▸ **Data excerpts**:
# # # #

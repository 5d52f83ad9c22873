//! Brick-breaker world
//!
//! One paddle along the bottom edge, one ball and a grid of bricks. Missing
//! the ball puts it back on its spawn point; clearing the board sets up a
//! fresh random layout straight away. There is no terminal state.

use glam::Vec2;
use rand::{Rng, SeedableRng};
use rand_pcg::Pcg32;

use super::bounce::{deflect_off_paddle, reflect_axis, reflect_off_face};
use super::collision::{ball_touches_floor_paddle, first_hit};
use super::geometry::Rect;
use super::input::{InputBinding, TickInput};
use super::motion::{Axis, EdgeCrossing, drive_paddle, step};
use super::state::{Ball, Brick, BrickColor, Color, Entity, EntityKind, GameEvent, GamePhase, Paddle};
use super::tick::{Hud, Simulation};
use crate::error::Result;
use crate::settings::{BreakoutSettings, Field};

/// Distance from the bottom edge to the ball's spawn point
const BALL_SPAWN_LIFT: f32 = 20.0;
/// Distance from the bottom edge to the paddle's center
const PADDLE_LIFT: f32 = 10.0;

#[derive(Debug, Clone)]
pub struct BreakoutWorld {
    settings: BreakoutSettings,
    field: Field,
    rng: Pcg32,
    pub ball: Ball,
    pub paddle: Paddle,
    /// Column-major: cell (column, row) lives at `column * rows + row`
    bricks: Vec<Brick>,
    levels_cleared: u32,
    events: Vec<GameEvent>,
}

impl BreakoutWorld {
    /// Validate settings and set up the first level
    pub fn setup(settings: &BreakoutSettings, field: Field, seed: u64) -> Result<Self> {
        settings.validate(&field)?;

        let paddle = Paddle::new(
            Rect::from_center_size(Vec2::ZERO, settings.paddle_size),
            settings.paddle_speed,
            settings.binding,
        );
        let mut world = Self {
            settings: settings.clone(),
            field,
            rng: Pcg32::seed_from_u64(seed),
            ball: Ball {
                rect: Rect::from_center_size(Vec2::ZERO, settings.ball_size),
                vel: Vec2::ZERO,
            },
            paddle,
            bricks: Vec::with_capacity(settings.columns * settings.rows),
            levels_cleared: 0,
            events: Vec::new(),
        };
        world.reset_level();
        log::info!(
            "Breakout ready: {}x{} bricks, field {}x{}",
            settings.columns,
            settings.rows,
            field.width,
            field.height
        );
        Ok(world)
    }

    /// New random brick layout; ball and paddle back to their spawn points
    fn reset_level(&mut self) {
        let count = self.settings.columns * self.settings.rows;
        let rng = &mut self.rng;
        self.bricks.clear();
        self.bricks.extend((0..count).map(|_| Brick {
            color: BrickColor::from_class(rng.random_range(0..BrickColor::COUNT)),
            alive: true,
        }));

        self.ball.rect.center = self.ball_spawn();
        self.ball.vel = self.settings.ball_velocity;
        self.paddle.rect.center = Vec2::new(self.field.width / 2.0, self.field.height - PADDLE_LIFT);
        self.paddle.vel = Vec2::ZERO;
    }

    pub fn ball_spawn(&self) -> Vec2 {
        Vec2::new(self.field.width / 2.0, self.field.height - BALL_SPAWN_LIFT)
    }

    pub fn columns(&self) -> usize {
        self.settings.columns
    }

    pub fn rows(&self) -> usize {
        self.settings.rows
    }

    pub fn brick(&self, column: usize, row: usize) -> Option<&Brick> {
        if column >= self.settings.columns || row >= self.settings.rows {
            return None;
        }
        self.bricks.get(column * self.settings.rows + row)
    }

    /// Screen rectangle of grid cell (column, row)
    pub fn brick_rect(&self, column: usize, row: usize) -> Rect {
        let size = self.settings.brick_size;
        let top_left = self.settings.brick_offset + Vec2::new(column as f32, row as f32) * size;
        Rect::from_top_left(top_left, size)
    }

    pub fn alive_count(&self) -> usize {
        self.bricks.iter().filter(|b| b.alive).count()
    }

    pub fn levels_cleared(&self) -> u32 {
        self.levels_cleared
    }

    /// Alive bricks in scan order (column outer, row inner)
    fn alive_bricks(&self) -> impl Iterator<Item = ((usize, usize), Rect)> + '_ {
        let rows = self.settings.rows;
        self.bricks
            .iter()
            .enumerate()
            .filter(|(_, b)| b.alive)
            .map(move |(i, _)| {
                let cell = (i / rows, i % rows);
                (cell, self.brick_rect(cell.0, cell.1))
            })
    }

    fn update_paddle(&mut self, input: &TickInput, dt: f32) {
        self.paddle.vel = drive_paddle(
            &mut self.paddle.rect,
            &input.player(0),
            Axis::Horizontal,
            self.paddle.speed,
            &self.field,
            dt,
        );
    }

    /// Edge handling. All three tests use the post-move position and are
    /// applied together; a wall bounce leaves the position alone.
    fn update_walls(&mut self) {
        let edges = EdgeCrossing::of(self.ball.rect.center, &self.field);
        if edges.bottom {
            self.ball.rect.center = self.ball_spawn();
            self.ball.vel = self.settings.ball_velocity;
            self.events.push(GameEvent::BallMissed);
            log::debug!("Ball missed, respawning");
        }
        if edges.top {
            self.ball.vel = reflect_axis(self.ball.vel, Axis::Vertical);
        }
        if edges.horizontal() {
            self.ball.vel = reflect_axis(self.ball.vel, Axis::Horizontal);
        }
    }

    /// At most one brick per tick
    fn update_bricks(&mut self) {
        let Some(hit) = first_hit(&self.ball.rect, self.alive_bricks()) else {
            return;
        };
        let (column, row) = hit.key;
        let index = column * self.settings.rows + row;
        self.bricks[index].alive = false;
        self.ball.vel = reflect_off_face(self.ball.vel, hit.face);
        self.paddle.score += 1;
        self.events.push(GameEvent::BrickDestroyed {
            column,
            row,
            face: hit.face,
        });
    }

    fn update_paddle_contact(&mut self) {
        if ball_touches_floor_paddle(&self.ball.rect, &self.paddle.rect) {
            self.ball.vel = deflect_off_paddle(
                self.ball.vel,
                &self.ball.rect,
                &self.paddle.rect,
                self.settings.ball_velocity,
                self.settings.paddle_boost,
            );
            self.events.push(GameEvent::PaddleHit { player: 0 });
        }
    }
}

impl Simulation for BreakoutWorld {
    fn update(&mut self, dt: f32, input: &TickInput) {
        self.events.clear();

        self.update_paddle(input, dt);
        step(&mut self.ball.rect, self.ball.vel, dt);

        self.update_walls();
        self.update_bricks();
        self.update_paddle_contact();

        if self.alive_count() == 0 {
            self.levels_cleared += 1;
            self.events.push(GameEvent::LevelCleared);
            log::info!("Board cleared ({} so far), new layout", self.levels_cleared);
            self.reset_level();
        }
    }

    fn phase(&self) -> GamePhase {
        GamePhase::Playing
    }

    fn entities(&self) -> Vec<Entity> {
        let mut out = Vec::with_capacity(self.bricks.len() + 2);
        let rows = self.settings.rows;
        out.extend(self.bricks.iter().enumerate().map(|(i, brick)| Entity {
            kind: EntityKind::Brick {
                color: brick.color,
                alive: brick.alive,
            },
            rect: self.brick_rect(i / rows, i % rows),
            vel: Vec2::ZERO,
            color: brick.color.color(),
        }));
        out.push(Entity {
            kind: EntityKind::Paddle {
                score: self.paddle.score,
            },
            rect: self.paddle.rect,
            vel: self.paddle.vel,
            color: Color::White,
        });
        out.push(Entity::from(&self.ball));
        out
    }

    fn hud(&self) -> Hud {
        Hud {
            scores: vec![self.paddle.score],
            lives: None,
            kills: None,
            phase: GamePhase::Playing,
        }
    }

    fn events(&self) -> &[GameEvent] {
        &self.events
    }

    fn bindings(&self) -> Vec<InputBinding> {
        vec![self.paddle.binding]
    }
}

#[cfg(test)]
mod tests {
    use super::*;
    use crate::sim::collision::Face;
    use crate::sim::input::Controls;

    fn world_with_board(columns: usize, rows: usize) -> BreakoutWorld {
        let settings = BreakoutSettings {
            columns,
            rows,
            ..Default::default()
        };
        BreakoutWorld::setup(&settings, Field::default(), 1).expect("valid settings")
    }

    #[test]
    fn test_setup_places_everything() {
        let world = world_with_board(12, 13);
        assert_eq!(world.alive_count(), 156);
        assert_eq!(world.ball.rect.center, Vec2::new(400.0, 430.0));
        assert_eq!(world.ball.vel, Vec2::new(50.0, -25.0));
        assert_eq!(world.paddle.rect.center, Vec2::new(400.0, 440.0));
        assert_eq!(world.brick_rect(1, 2).min(), Vec2::new(80.0, 64.0));
    }

    #[test]
    fn test_single_brick_cleared_on_seventh_tick() {
        let mut world = world_with_board(1, 1);
        // Brick (0,0) spans x 16..80, y 16..40. Ball rises 1px per tick and
        // first touches the brick's bottom edge when its center reaches y=45.
        world.ball.rect.center = Vec2::new(48.0, 52.0);
        world.ball.vel = Vec2::new(0.0, -4.0);
        let dt = 0.25;

        for _ in 0..6 {
            world.update(dt, &TickInput::default());
            assert!(world.events().is_empty());
            assert!(world.brick(0, 0).unwrap().alive);
        }

        world.update(dt, &TickInput::default());
        assert_eq!(
            world.events(),
            &[
                GameEvent::BrickDestroyed {
                    column: 0,
                    row: 0,
                    face: Face::Bottom
                },
                GameEvent::LevelCleared
            ]
        );
        // Level set up again before the next tick
        assert!(world.brick(0, 0).unwrap().alive);
        assert_eq!(world.ball.rect.center, world.ball_spawn());
        assert_eq!(world.ball.vel, Vec2::new(50.0, -25.0));
        assert_eq!(world.levels_cleared(), 1);
        assert_eq!(world.paddle.score, 1);
    }

    #[test]
    fn test_brick_hit_flips_vertical_only() {
        let mut world = world_with_board(2, 1);
        world.ball.rect.center = Vec2::new(48.0, 46.0);
        world.ball.vel = Vec2::new(8.0, -4.0);
        world.update(0.25, &TickInput::default());

        assert!(!world.brick(0, 0).unwrap().alive);
        assert!(world.brick(1, 0).unwrap().alive);
        assert_eq!(world.ball.vel, Vec2::new(8.0, 4.0));
    }

    #[test]
    fn test_one_brick_per_tick() {
        let mut world = world_with_board(2, 1);
        // Straddles the boundary between the two bricks at x=80
        world.ball.rect.center = Vec2::new(80.0, 28.0);
        world.ball.vel = Vec2::ZERO;
        world.update(0.25, &TickInput::default());
        assert_eq!(world.alive_count(), 1);
        assert!(!world.brick(0, 0).unwrap().alive);

        world.update(0.25, &TickInput::default());
        assert!(world.events().contains(&GameEvent::LevelCleared));
    }

    #[test]
    fn test_miss_resets_ball() {
        let mut world = world_with_board(12, 13);
        world.ball.rect.center = Vec2::new(200.0, 449.0);
        world.ball.vel = Vec2::new(10.0, 8.0);
        world.update(0.25, &TickInput::default());

        assert_eq!(world.events(), &[GameEvent::BallMissed]);
        assert_eq!(world.ball.rect.center, world.ball_spawn());
        assert_eq!(world.ball.vel, Vec2::new(50.0, -25.0));
    }

    #[test]
    fn test_top_wall_flips_without_correction() {
        let mut world = world_with_board(1, 1);
        world.ball.rect.center = Vec2::new(600.0, 1.0);
        world.ball.vel = Vec2::new(4.0, -8.0);
        world.update(0.25, &TickInput::default());

        assert_eq!(world.ball.rect.center, Vec2::new(601.0, -1.0));
        assert_eq!(world.ball.vel, Vec2::new(4.0, 8.0));
    }

    #[test]
    fn test_paddle_bounce_speeds_up() {
        let mut world = world_with_board(12, 13);
        world.ball.rect.center = Vec2::new(410.0, 436.0);
        world.ball.vel = Vec2::new(0.0, 40.0);
        world.update(0.05, &TickInput::default());

        assert_eq!(world.events(), &[GameEvent::PaddleHit { player: 0 }]);
        assert!(world.ball.vel.y < 0.0);
        assert!(world.ball.vel.x > 0.0);
        assert!((world.ball.vel.length() - 44.0).abs() < 1e-3);
    }

    #[test]
    fn test_paddle_stays_on_field() {
        let mut world = world_with_board(12, 13);
        let right = TickInput::solo(Controls {
            move_right: true,
            ..Default::default()
        });
        for _ in 0..600 {
            world.update(1.0 / 60.0, &right);
            assert!(world.paddle.rect.right() <= 800.0);
        }
        assert_eq!(world.paddle.rect.right(), 800.0);
    }

    #[test]
    fn test_same_seed_same_layout() {
        let a = world_with_board(12, 13);
        let b = world_with_board(12, 13);
        assert_eq!(a.bricks, b.bricks);
    }
}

# # # #

▸ **WHAT NEEDS TO BE DONE**: From the records above, pull every line that carries the word "BrickDestroyed".

▸ **RESPONSE TO THIS TASK**:
        self.events.push(GameEvent::BrickDestroyed {
                GameEvent::BrickDestroyed {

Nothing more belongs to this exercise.